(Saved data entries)
- Opening Delimiter -
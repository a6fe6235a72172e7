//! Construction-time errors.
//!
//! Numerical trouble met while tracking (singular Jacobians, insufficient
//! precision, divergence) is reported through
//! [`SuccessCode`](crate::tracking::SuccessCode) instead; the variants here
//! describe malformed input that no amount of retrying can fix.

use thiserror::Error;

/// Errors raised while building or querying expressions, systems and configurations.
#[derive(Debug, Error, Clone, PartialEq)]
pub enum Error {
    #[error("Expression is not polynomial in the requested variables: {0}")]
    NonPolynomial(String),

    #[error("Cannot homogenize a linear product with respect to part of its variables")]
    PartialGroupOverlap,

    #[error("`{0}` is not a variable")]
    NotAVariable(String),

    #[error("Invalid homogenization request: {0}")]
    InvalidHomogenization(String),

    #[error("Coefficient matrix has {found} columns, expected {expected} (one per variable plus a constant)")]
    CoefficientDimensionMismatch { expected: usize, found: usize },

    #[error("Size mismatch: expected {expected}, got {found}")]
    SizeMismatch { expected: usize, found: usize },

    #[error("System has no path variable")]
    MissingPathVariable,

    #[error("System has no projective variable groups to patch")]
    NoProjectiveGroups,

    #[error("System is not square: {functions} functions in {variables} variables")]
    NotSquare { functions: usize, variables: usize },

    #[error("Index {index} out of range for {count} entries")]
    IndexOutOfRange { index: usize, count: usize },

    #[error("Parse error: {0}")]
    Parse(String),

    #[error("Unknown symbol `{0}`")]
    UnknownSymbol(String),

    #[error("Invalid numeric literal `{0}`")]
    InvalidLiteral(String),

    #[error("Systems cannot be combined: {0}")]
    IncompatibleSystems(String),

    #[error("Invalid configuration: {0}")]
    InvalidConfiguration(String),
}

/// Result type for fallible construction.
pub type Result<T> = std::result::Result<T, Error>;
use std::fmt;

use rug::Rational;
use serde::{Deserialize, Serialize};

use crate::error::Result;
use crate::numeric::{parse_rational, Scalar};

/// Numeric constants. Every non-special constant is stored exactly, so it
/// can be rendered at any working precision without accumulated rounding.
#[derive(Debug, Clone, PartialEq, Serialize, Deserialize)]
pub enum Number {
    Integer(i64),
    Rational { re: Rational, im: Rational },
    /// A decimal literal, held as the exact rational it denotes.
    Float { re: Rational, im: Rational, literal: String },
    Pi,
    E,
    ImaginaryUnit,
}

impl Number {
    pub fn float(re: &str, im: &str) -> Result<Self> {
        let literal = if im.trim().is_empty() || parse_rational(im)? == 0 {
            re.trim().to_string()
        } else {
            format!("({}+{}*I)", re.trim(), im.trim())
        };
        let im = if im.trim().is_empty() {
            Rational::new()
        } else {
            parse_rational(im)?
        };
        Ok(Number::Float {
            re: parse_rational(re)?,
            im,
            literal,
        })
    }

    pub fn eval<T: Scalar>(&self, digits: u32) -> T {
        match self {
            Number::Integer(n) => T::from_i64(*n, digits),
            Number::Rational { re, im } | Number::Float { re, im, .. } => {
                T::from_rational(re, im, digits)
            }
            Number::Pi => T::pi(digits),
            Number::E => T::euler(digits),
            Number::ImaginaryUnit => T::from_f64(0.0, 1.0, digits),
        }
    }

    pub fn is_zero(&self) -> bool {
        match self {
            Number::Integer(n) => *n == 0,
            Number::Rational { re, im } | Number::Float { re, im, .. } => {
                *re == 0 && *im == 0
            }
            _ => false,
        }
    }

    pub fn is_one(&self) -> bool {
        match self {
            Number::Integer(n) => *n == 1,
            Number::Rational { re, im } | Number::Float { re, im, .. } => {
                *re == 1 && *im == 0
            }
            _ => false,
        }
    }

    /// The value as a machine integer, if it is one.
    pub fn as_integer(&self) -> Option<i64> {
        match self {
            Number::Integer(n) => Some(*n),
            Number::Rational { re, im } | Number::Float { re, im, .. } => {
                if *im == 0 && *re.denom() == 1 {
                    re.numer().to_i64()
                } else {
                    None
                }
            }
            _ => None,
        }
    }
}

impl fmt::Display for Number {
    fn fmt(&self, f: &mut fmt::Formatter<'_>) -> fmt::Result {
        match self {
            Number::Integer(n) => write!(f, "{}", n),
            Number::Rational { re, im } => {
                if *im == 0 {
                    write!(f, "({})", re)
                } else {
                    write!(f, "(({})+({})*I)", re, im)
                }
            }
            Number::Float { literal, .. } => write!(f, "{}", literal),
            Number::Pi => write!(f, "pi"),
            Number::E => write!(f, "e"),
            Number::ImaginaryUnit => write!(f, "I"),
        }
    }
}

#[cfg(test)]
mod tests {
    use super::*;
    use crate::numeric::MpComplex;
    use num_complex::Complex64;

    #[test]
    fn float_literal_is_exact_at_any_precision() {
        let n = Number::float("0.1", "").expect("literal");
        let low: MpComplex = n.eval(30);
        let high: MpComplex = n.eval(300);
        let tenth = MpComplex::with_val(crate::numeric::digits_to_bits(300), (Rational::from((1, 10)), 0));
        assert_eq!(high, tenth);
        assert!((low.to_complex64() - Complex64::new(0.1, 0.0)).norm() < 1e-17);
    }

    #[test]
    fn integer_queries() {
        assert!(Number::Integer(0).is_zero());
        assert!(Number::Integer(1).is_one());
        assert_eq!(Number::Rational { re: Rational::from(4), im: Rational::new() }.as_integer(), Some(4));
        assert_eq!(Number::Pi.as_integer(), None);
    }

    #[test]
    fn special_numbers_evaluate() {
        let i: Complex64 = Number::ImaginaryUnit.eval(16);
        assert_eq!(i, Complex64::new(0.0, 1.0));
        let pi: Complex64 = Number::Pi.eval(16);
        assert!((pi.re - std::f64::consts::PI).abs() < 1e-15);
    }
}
- Closing Delimiter -
- Opening Delimiter -
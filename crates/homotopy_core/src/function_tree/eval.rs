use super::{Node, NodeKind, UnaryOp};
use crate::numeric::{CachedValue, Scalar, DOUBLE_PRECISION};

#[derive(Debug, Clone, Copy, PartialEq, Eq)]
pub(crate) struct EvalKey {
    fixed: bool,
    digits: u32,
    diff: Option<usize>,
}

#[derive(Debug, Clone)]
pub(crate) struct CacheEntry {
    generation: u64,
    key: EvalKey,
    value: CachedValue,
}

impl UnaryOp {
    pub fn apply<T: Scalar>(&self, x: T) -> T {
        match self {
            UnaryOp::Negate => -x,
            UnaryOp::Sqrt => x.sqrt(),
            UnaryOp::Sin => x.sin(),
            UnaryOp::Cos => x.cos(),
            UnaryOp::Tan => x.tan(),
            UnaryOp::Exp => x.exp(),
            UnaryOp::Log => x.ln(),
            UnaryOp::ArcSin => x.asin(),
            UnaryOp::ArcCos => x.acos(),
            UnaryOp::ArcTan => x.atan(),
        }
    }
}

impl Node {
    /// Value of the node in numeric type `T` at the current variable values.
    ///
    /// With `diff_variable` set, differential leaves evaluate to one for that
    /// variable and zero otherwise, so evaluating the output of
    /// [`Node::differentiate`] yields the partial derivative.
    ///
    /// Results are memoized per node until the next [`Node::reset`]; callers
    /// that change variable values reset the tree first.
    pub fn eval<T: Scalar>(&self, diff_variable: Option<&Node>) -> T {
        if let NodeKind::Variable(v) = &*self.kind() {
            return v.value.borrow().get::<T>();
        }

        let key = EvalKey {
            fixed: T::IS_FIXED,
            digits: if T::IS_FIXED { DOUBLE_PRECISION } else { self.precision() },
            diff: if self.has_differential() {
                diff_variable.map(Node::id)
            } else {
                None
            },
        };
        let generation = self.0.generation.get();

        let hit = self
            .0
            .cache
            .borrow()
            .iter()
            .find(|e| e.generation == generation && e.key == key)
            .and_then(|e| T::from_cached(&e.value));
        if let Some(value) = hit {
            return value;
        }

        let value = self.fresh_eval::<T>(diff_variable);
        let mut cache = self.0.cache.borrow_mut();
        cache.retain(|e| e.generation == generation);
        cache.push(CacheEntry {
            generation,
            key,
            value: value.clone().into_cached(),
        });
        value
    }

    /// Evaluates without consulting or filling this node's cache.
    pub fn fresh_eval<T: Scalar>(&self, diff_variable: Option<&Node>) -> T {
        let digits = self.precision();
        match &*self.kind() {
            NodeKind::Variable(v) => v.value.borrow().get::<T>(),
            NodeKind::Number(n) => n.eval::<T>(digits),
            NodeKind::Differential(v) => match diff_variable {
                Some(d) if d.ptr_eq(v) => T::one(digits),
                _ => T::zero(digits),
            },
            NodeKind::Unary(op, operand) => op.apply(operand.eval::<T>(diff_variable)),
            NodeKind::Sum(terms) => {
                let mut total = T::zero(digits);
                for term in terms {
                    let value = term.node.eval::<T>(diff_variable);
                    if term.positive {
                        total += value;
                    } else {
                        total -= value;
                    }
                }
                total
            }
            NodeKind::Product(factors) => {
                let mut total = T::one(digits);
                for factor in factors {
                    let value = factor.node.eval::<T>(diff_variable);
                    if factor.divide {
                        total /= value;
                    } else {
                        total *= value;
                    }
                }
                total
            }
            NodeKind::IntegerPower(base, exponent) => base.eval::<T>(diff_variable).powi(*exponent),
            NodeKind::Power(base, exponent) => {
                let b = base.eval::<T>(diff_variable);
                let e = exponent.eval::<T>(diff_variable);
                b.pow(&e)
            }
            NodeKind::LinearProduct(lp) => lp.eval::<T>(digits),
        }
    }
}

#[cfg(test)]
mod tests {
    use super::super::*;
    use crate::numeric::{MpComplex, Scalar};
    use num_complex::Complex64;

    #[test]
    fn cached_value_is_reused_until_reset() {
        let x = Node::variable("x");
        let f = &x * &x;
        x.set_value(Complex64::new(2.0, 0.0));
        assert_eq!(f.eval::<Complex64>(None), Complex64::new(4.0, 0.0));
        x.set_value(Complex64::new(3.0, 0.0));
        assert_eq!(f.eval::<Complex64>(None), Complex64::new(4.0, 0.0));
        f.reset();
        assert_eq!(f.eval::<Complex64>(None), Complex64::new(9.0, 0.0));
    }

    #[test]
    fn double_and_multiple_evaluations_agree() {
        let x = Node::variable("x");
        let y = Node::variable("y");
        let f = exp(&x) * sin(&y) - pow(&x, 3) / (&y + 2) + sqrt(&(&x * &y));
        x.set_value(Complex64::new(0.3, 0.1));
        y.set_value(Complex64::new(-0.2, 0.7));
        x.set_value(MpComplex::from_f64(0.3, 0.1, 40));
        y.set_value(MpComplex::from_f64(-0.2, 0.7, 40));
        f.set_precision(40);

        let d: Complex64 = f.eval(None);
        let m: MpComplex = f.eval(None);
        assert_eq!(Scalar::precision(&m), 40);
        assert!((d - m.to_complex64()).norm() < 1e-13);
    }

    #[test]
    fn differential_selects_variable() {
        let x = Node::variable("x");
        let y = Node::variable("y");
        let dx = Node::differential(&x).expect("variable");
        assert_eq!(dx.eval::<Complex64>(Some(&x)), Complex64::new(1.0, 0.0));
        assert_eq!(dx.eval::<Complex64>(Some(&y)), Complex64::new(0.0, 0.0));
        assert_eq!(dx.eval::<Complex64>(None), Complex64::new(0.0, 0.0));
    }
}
- Closing Delimiter -
Work request: Only one stretch of the data above is needed. Restate it word for word, from the line containing "repository a6fe6235a72172e7" through the line containing "is not polynomial", both ends included.

The answer:
repository a6fe6235a72172e7
//! Construction-time errors.
//!
//! Numerical trouble met while tracking (singular Jacobians, insufficient
//! precision, divergence) is reported through
//! [`SuccessCode`](crate::tracking::SuccessCode) instead; the variants here
//! describe malformed input that no amount of retrying can fix.

use thiserror::Error;

/// Errors raised while building or querying expressions, systems and configurations.
#[derive(Debug, Error, Clone, PartialEq)]
pub enum Error {
    #[error("Expression is not polynomial in the requested variables: {0}")]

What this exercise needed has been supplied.